_ACTIVITY_.
Stop after the line with "Spawn the writer"; until then, please copy every line of the records word for word from the first.

Saved entries:
Content starts
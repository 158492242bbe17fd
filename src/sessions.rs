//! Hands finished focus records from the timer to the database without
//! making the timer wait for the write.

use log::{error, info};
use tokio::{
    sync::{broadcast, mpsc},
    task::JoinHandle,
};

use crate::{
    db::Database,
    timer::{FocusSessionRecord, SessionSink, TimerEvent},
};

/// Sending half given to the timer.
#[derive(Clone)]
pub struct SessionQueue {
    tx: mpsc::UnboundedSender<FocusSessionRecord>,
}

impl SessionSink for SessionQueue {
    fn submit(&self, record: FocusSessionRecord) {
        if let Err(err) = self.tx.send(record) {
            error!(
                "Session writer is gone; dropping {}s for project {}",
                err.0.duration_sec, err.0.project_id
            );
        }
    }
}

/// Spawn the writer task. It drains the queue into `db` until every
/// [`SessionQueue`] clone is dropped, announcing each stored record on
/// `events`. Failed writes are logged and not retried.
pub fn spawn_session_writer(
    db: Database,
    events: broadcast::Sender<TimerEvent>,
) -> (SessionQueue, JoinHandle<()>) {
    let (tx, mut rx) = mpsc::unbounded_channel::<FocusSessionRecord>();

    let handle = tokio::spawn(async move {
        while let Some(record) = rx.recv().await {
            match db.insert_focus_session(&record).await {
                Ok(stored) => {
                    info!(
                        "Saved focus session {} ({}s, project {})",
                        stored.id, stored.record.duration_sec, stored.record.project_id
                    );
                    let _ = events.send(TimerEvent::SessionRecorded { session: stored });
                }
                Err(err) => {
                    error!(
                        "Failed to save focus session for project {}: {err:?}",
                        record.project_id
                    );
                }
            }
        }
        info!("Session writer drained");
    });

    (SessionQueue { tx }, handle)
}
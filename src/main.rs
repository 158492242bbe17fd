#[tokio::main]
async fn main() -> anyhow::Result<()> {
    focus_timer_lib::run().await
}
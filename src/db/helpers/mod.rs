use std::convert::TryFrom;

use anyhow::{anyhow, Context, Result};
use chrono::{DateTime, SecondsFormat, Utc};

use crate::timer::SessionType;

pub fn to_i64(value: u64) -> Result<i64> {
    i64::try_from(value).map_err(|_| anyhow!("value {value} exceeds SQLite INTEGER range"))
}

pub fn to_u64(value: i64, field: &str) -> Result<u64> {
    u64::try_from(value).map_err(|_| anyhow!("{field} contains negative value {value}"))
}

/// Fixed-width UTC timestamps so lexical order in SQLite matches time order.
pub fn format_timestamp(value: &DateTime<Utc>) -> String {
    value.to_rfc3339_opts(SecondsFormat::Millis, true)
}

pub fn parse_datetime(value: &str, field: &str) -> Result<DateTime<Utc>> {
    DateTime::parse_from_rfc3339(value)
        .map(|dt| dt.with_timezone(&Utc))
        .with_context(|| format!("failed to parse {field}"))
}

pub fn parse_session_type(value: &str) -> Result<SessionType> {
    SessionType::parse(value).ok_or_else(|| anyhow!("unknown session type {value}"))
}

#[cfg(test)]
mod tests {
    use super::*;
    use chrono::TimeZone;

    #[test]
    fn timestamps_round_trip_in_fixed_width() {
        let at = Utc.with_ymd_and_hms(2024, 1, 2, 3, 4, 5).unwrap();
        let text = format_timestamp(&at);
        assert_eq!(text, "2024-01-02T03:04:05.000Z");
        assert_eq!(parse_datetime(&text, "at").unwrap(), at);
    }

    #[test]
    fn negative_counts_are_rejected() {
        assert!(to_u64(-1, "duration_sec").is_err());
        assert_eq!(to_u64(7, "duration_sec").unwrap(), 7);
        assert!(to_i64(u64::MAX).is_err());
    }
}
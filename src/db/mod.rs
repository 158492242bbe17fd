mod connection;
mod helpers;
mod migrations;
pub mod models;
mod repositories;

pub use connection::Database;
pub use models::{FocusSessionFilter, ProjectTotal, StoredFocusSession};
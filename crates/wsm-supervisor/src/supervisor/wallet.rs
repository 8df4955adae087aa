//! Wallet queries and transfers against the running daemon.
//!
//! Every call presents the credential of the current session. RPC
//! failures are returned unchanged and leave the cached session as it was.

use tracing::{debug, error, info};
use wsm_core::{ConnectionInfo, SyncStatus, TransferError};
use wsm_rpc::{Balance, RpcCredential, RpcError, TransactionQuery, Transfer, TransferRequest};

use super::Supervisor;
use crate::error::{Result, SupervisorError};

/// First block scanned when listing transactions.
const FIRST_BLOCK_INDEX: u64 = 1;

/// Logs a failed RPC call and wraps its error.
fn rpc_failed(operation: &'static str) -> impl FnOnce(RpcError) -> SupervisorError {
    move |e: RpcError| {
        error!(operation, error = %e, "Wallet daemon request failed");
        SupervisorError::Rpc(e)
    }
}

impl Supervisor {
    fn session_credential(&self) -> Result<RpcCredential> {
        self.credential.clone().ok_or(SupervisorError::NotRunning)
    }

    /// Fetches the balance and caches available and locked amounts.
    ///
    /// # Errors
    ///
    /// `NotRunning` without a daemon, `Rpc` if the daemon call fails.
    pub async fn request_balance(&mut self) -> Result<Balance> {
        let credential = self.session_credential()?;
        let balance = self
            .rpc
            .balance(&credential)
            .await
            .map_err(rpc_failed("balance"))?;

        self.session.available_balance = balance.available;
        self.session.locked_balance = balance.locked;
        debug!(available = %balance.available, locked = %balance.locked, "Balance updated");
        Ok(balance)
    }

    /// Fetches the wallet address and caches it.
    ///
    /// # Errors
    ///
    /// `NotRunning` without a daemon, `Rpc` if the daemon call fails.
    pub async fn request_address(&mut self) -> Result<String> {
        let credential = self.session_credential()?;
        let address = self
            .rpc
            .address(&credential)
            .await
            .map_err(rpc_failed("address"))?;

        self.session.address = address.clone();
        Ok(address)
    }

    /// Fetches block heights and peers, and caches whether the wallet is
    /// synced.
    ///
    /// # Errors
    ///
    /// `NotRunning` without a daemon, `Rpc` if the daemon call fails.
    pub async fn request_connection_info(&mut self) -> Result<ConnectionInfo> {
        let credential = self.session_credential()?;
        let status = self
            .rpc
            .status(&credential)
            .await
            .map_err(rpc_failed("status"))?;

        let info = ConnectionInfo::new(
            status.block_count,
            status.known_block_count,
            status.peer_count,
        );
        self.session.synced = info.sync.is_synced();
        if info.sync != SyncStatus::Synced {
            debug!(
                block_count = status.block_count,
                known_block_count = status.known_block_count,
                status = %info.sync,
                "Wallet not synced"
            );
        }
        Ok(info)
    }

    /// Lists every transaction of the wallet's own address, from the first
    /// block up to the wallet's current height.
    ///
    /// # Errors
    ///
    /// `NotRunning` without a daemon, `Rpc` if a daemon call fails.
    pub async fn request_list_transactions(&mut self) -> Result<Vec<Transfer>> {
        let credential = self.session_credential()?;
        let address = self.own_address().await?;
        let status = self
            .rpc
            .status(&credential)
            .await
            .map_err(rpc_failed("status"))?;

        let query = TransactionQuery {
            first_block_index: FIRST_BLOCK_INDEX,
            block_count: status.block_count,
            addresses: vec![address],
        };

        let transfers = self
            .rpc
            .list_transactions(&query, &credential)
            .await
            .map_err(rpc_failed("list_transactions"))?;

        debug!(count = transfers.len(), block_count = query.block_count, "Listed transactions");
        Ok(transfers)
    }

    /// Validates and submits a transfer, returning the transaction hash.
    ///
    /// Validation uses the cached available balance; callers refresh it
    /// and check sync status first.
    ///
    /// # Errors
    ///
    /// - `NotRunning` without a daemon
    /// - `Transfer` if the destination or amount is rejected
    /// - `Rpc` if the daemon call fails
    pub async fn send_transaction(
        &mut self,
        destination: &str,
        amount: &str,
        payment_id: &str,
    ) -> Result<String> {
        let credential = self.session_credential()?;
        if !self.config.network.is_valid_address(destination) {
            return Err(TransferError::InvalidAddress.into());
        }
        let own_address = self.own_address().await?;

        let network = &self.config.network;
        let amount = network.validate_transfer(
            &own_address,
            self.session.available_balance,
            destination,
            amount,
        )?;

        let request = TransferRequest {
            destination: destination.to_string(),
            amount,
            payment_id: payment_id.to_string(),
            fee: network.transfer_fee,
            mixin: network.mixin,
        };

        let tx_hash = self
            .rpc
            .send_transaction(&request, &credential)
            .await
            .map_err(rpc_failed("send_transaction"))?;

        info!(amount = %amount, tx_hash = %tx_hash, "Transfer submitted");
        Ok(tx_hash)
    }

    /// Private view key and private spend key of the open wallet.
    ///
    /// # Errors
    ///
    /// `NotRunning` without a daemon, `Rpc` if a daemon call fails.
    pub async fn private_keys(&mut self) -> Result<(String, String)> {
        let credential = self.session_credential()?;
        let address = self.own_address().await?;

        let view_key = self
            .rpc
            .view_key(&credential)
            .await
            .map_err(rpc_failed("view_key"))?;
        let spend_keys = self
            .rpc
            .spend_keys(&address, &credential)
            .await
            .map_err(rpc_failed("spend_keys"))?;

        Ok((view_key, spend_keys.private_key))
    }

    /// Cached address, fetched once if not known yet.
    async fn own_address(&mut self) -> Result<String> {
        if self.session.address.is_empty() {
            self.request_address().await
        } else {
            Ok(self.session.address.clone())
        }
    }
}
Content ends
_OUTPUT_.
repository 158492242bbe17fd
filename src/sessions.rs
//! Hands finished focus records from the timer to the database without
//! making the timer wait for the write.

use log::{error, info};
use tokio::{
    sync::{broadcast, mpsc},
    task::JoinHandle,
};

use crate::{
    db::Database,
    timer::{FocusSessionRecord, SessionSink, TimerEvent},
};

/// Sending half given to the timer.
#[derive(Clone)]
pub struct SessionQueue {
    tx: mpsc::UnboundedSender<FocusSessionRecord>,
}

impl SessionSink for SessionQueue {
    fn submit(&self, record: FocusSessionRecord) {
        if let Err(err) = self.tx.send(record) {
            error!(
                "Session writer is gone; dropping {}s for project {}",
                err.0.duration_sec, err.0.project_id
            );
        }
    }
}

/// Spawn the writer task. It drains the queue into `db` until every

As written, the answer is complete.